> _Records_
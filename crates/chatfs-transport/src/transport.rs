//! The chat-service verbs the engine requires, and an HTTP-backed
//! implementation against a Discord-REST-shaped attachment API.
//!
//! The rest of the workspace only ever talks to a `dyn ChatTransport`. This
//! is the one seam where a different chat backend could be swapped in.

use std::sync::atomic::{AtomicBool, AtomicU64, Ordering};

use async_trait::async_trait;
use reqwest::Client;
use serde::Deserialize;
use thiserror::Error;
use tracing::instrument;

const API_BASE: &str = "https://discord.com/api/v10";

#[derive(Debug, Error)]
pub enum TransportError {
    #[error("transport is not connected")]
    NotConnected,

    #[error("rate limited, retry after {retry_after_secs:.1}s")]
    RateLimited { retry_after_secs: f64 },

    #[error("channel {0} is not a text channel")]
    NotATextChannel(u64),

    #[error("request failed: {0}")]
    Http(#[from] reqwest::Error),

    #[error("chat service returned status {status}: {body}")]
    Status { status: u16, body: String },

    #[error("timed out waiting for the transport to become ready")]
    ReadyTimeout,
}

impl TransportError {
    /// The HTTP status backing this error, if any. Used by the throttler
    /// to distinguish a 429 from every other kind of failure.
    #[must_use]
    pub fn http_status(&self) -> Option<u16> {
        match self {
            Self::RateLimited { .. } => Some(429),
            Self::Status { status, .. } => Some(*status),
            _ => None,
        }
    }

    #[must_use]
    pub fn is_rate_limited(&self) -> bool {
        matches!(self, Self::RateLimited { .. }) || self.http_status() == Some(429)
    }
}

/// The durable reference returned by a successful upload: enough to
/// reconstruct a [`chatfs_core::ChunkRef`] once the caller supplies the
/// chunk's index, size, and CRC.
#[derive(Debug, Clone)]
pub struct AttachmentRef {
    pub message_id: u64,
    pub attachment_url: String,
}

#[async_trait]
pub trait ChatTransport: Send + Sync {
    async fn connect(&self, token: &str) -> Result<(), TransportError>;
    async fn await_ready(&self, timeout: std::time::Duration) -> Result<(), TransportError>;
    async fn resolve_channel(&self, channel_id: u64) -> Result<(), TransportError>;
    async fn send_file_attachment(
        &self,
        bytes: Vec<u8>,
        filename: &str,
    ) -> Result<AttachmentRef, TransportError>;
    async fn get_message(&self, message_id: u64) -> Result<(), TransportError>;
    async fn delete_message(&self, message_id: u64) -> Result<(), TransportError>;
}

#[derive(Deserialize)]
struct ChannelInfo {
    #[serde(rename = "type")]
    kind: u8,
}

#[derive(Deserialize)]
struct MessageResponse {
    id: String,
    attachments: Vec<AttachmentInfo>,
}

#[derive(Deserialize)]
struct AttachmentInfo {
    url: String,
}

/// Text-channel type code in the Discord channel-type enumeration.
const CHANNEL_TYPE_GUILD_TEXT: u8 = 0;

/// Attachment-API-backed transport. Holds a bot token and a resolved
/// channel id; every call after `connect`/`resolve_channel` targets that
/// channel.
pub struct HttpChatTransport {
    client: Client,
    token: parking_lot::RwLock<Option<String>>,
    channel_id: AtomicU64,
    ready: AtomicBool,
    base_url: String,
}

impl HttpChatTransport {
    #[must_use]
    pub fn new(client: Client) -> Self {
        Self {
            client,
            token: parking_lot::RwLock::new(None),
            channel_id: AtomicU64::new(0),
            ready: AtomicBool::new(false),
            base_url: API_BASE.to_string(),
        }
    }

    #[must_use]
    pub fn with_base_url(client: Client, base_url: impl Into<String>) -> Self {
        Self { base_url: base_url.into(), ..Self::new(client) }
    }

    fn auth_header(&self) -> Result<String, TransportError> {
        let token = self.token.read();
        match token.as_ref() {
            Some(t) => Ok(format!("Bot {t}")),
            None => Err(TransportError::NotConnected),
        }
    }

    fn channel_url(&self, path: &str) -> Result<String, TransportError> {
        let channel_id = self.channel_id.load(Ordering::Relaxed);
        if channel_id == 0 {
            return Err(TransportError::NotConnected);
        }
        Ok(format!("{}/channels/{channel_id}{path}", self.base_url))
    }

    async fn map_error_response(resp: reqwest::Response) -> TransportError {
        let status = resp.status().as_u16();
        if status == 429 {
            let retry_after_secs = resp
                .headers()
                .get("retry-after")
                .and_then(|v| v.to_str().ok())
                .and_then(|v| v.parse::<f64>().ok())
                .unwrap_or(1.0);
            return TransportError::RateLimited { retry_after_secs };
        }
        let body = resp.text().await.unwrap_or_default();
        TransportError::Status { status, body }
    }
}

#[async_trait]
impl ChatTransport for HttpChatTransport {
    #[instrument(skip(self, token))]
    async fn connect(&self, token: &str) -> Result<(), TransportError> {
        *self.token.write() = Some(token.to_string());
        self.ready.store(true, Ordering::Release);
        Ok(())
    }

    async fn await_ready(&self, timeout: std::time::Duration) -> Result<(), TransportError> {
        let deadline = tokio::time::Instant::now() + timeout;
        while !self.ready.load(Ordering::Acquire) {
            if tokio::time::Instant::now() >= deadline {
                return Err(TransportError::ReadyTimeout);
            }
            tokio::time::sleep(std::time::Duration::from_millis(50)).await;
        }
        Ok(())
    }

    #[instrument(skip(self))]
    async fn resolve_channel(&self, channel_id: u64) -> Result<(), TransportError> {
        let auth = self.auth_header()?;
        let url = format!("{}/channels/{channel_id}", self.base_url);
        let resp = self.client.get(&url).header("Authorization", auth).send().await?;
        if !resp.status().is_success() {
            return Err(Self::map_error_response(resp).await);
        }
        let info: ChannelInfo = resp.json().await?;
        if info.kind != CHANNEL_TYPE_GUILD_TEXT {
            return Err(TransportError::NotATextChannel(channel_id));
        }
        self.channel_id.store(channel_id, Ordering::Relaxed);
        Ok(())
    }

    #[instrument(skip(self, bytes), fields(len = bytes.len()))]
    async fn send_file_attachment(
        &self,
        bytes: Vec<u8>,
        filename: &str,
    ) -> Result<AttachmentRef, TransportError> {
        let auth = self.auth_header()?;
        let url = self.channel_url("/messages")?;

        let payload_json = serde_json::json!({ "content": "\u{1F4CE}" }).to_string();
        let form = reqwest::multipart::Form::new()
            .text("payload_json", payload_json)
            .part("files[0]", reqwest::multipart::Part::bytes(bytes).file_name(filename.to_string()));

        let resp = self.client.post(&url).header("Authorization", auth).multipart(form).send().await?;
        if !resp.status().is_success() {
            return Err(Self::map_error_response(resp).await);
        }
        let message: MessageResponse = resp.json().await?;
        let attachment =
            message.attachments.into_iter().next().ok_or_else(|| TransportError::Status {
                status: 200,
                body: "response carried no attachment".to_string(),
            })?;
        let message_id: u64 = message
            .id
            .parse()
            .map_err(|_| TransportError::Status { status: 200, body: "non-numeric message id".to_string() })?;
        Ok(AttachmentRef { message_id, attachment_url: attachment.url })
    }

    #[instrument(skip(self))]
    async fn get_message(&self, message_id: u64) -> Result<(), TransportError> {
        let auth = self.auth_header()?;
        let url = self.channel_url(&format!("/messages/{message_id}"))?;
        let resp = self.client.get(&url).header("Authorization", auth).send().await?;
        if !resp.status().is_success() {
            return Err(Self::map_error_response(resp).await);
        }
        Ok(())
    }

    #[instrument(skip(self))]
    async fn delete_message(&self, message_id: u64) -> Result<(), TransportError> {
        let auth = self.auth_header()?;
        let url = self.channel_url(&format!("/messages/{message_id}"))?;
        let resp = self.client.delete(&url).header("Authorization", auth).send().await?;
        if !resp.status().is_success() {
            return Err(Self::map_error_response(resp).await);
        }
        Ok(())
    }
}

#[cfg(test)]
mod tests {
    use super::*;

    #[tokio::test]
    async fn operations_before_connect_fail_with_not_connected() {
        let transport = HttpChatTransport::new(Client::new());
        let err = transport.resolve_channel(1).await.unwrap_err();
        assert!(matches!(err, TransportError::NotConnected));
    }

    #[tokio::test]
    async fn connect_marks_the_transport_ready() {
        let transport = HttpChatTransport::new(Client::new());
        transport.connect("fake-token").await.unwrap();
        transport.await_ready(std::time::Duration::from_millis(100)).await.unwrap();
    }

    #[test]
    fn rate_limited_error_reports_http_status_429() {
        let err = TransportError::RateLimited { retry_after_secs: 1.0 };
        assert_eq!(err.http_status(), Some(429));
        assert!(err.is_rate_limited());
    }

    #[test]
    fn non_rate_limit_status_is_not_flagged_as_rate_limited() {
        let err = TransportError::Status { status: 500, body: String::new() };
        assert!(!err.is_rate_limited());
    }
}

> _Problem to solve_
Find the word "format" in the entries above and gather every line that holds it.

> _Response to this task_
            Some(t) => Ok(format!("Bot {t}")),
        Ok(format!("{}/channels/{channel_id}{path}", self.base_url))
        let url = format!("{}/channels/{channel_id}", self.base_url);
        let url = self.channel_url(&format!("/messages/{message_id}"))?;
        let url = self.channel_url(&format!("/messages/{message_id}"))?;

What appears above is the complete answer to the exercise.